Top of SOURCE DATA
use std::net::SocketAddr;
use std::sync::Arc;
use std::time::Duration;

use tracing_subscriber::{layer::SubscriberExt, util::SubscriberInitExt};

use corkboard_api::background;
use corkboard_api::cards::CardRegistry;
use corkboard_api::config::ServerConfig;
use corkboard_api::router::build_app_router;
use corkboard_api::session::SessionService;
use corkboard_api::sse::ConnectionRegistry;
use corkboard_api::state::AppState;
use corkboard_events::KvRelay;
use corkboard_kv::{KvStore, MemoryKv};

#[tokio::main]
async fn main() {
    dotenvy::dotenv().ok();

    // --- Tracing ---
    tracing_subscriber::registry()
        .with(
            tracing_subscriber::EnvFilter::try_from_default_env()
                .unwrap_or_else(|_| "corkboard_api=debug,tower_http=debug".into()),
        )
        .with(tracing_subscriber::fmt::layer())
        .init();

    // --- Configuration ---
    let config = ServerConfig::from_env();
    tracing::info!(host = %config.host, port = %config.port, "Loaded server configuration");

    // --- KV store + broadcast relay ---
    let store: Arc<dyn KvStore> = Arc::new(MemoryKv::new());
    let relay = Arc::new(KvRelay::new(Arc::clone(&store), config.relay_capacity));
    tracing::info!(capacity = config.relay_capacity, "KV relay created");

    // --- SSE connection registry ---
    let connections = Arc::new(ConnectionRegistry::new());

    // --- Card type registry ---
    let card_registry = Arc::new(CardRegistry::builtin());

    // --- Sessions ---
    let sessions = SessionService::new(Arc::clone(&relay));

    // Spawn the expired-session sweep.
    let sweep_cancel = tokio_util::sync::CancellationToken::new();
    let sweep_handle = tokio::spawn(background::session_sweep::run(
        sessions.clone(),
        config.session_sweep_interval_secs,
        sweep_cancel.clone(),
    ));

    // --- App state ---
    let state = AppState {
        relay: Arc::clone(&relay),
        config: Arc::new(config.clone()),
        connections: Arc::clone(&connections),
        cards: card_registry,
        sessions,
    };

    // --- Router ---
    let app = build_app_router(state, &config);

    // --- Start server ---
    let addr = SocketAddr::new(
        config.host.parse().expect("Invalid HOST address"),
        config.port,
    );
    tracing::info!(%addr, "Starting server");

    let listener = tokio::net::TcpListener::bind(addr)
        .await
        .expect("Failed to bind to address");

    axum::serve(listener, app)
        .with_graceful_shutdown(shutdown_signal())
        .await
        .expect("Server error");

    // --- Post-shutdown cleanup ---
    tracing::info!("Server stopped accepting connections, cleaning up");

    // Stop the session sweep.
    sweep_cancel.cancel();
    let _ = tokio::time::timeout(Duration::from_secs(5), sweep_handle).await;
    tracing::info!("Session sweep stopped");

    // Dropping the relay closes the broadcast channel, which ends every
    // remaining SSE stream and releases its registry guard.
    let sse_count = connections.count();
    tracing::info!(sse_count, "Closing remaining SSE connections");
    drop(relay);

    tracing::info!("Graceful shutdown complete");
}

/// Wait for a termination signal to initiate graceful shutdown.
///
/// Handles both SIGINT (Ctrl-C) and SIGTERM (on Unix) so the server
/// shuts down cleanly whether stopped interactively or by a process
/// manager (e.g. systemd, Docker, Kubernetes).
async fn shutdown_signal() {
    let ctrl_c = async {
        tokio::signal::ctrl_c()
            .await
            .expect("Failed to install Ctrl-C handler");
    };

    #[cfg(unix)]
    let terminate = async {
        tokio::signal::unix::signal(tokio::signal::unix::SignalKind::terminate())
            .expect("Failed to install SIGTERM handler")
            .recv()
            .await;
    };

    #[cfg(not(unix))]
    let terminate = std::future::pending::<()>();

    tokio::select! {
        () = ctrl_c => {
            tracing::info!("Received SIGINT (Ctrl-C), starting graceful shutdown");
        }
        () = terminate => {
            tracing::info!("Received SIGTERM, starting graceful shutdown");
        }
    }
}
Bottom of SOURCE DATA
→ TASK: Make an exact transcription of the entries.

→ SOLVED EXERCISE:
use std::net::SocketAddr;
use std::sync::Arc;
use std::time::Duration;

use tracing_subscriber::{layer::SubscriberExt, util::SubscriberInitExt};

use corkboard_api::background;
use corkboard_api::cards::CardRegistry;
use corkboard_api::config::ServerConfig;
use corkboard_api::router::build_app_router;
use corkboard_api::session::SessionService;
use corkboard_api::sse::ConnectionRegistry;
use corkboard_api::state::AppState;
use corkboard_events::KvRelay;
use corkboard_kv::{KvStore, MemoryKv};

#[tokio::main]
async fn main() {
    dotenvy::dotenv().ok();

    // --- Tracing ---
    tracing_subscriber::registry()
        .with(
            tracing_subscriber::EnvFilter::try_from_default_env()
                .unwrap_or_else(|_| "corkboard_api=debug,tower_http=debug".into()),
        )
        .with(tracing_subscriber::fmt::layer())
        .init();

    // --- Configuration ---
    let config = ServerConfig::from_env();
    tracing::info!(host = %config.host, port = %config.port, "Loaded server configuration");

    // --- KV store + broadcast relay ---
    let store: Arc<dyn KvStore> = Arc::new(MemoryKv::new());
    let relay = Arc::new(KvRelay::new(Arc::clone(&store), config.relay_capacity));
    tracing::info!(capacity = config.relay_capacity, "KV relay created");

    // --- SSE connection registry ---
    let connections = Arc::new(ConnectionRegistry::new());

    // --- Card type registry ---
    let card_registry = Arc::new(CardRegistry::builtin());

    // --- Sessions ---
    let sessions = SessionService::new(Arc::clone(&relay));

    // Spawn the expired-session sweep.
    let sweep_cancel = tokio_util::sync::CancellationToken::new();
    let sweep_handle = tokio::spawn(background::session_sweep::run(
        sessions.clone(),
        config.session_sweep_interval_secs,
        sweep_cancel.clone(),
    ));

    // --- App state ---
    let state = AppState {
        relay: Arc::clone(&relay),
        config: Arc::new(config.clone()),
        connections: Arc::clone(&connections),
        cards: card_registry,
        sessions,
    };

    // --- Router ---
    let app = build_app_router(state, &config);

    // --- Start server ---
    let addr = SocketAddr::new(
        config.host.parse().expect("Invalid HOST address"),
        config.port,
    );
    tracing::info!(%addr, "Starting server");

    let listener = tokio::net::TcpListener::bind(addr)
        .await
        .expect("Failed to bind to address");

    axum::serve(listener, app)
        .with_graceful_shutdown(shutdown_signal())
        .await
        .expect("Server error");

    // --- Post-shutdown cleanup ---
    tracing::info!("Server stopped accepting connections, cleaning up");

    // Stop the session sweep.
    sweep_cancel.cancel();
    let _ = tokio::time::timeout(Duration::from_secs(5), sweep_handle).await;
    tracing::info!("Session sweep stopped");

    // Dropping the relay closes the broadcast channel, which ends every
    // remaining SSE stream and releases its registry guard.
    let sse_count = connections.count();
    tracing::info!(sse_count, "Closing remaining SSE connections");
    drop(relay);

    tracing::info!("Graceful shutdown complete");
}

/// Wait for a termination signal to initiate graceful shutdown.
///
/// Handles both SIGINT (Ctrl-C) and SIGTERM (on Unix) so the server
/// shuts down cleanly whether stopped interactively or by a process
/// manager (e.g. systemd, Docker, Kubernetes).
async fn shutdown_signal() {
    let ctrl_c = async {
        tokio::signal::ctrl_c()
            .await
            .expect("Failed to install Ctrl-C handler");
    };

    #[cfg(unix)]
    let terminate = async {
        tokio::signal::unix::signal(tokio::signal::unix::SignalKind::terminate())
            .expect("Failed to install SIGTERM handler")
            .recv()
            .await;
    };

    #[cfg(not(unix))]
    let terminate = std::future::pending::<()>();

    tokio::select! {
        () = ctrl_c => {
            tracing::info!("Received SIGINT (Ctrl-C), starting graceful shutdown");
        }
        () = terminate => {
            tracing::info!("Received SIGTERM, starting graceful shutdown");
        }
    }
}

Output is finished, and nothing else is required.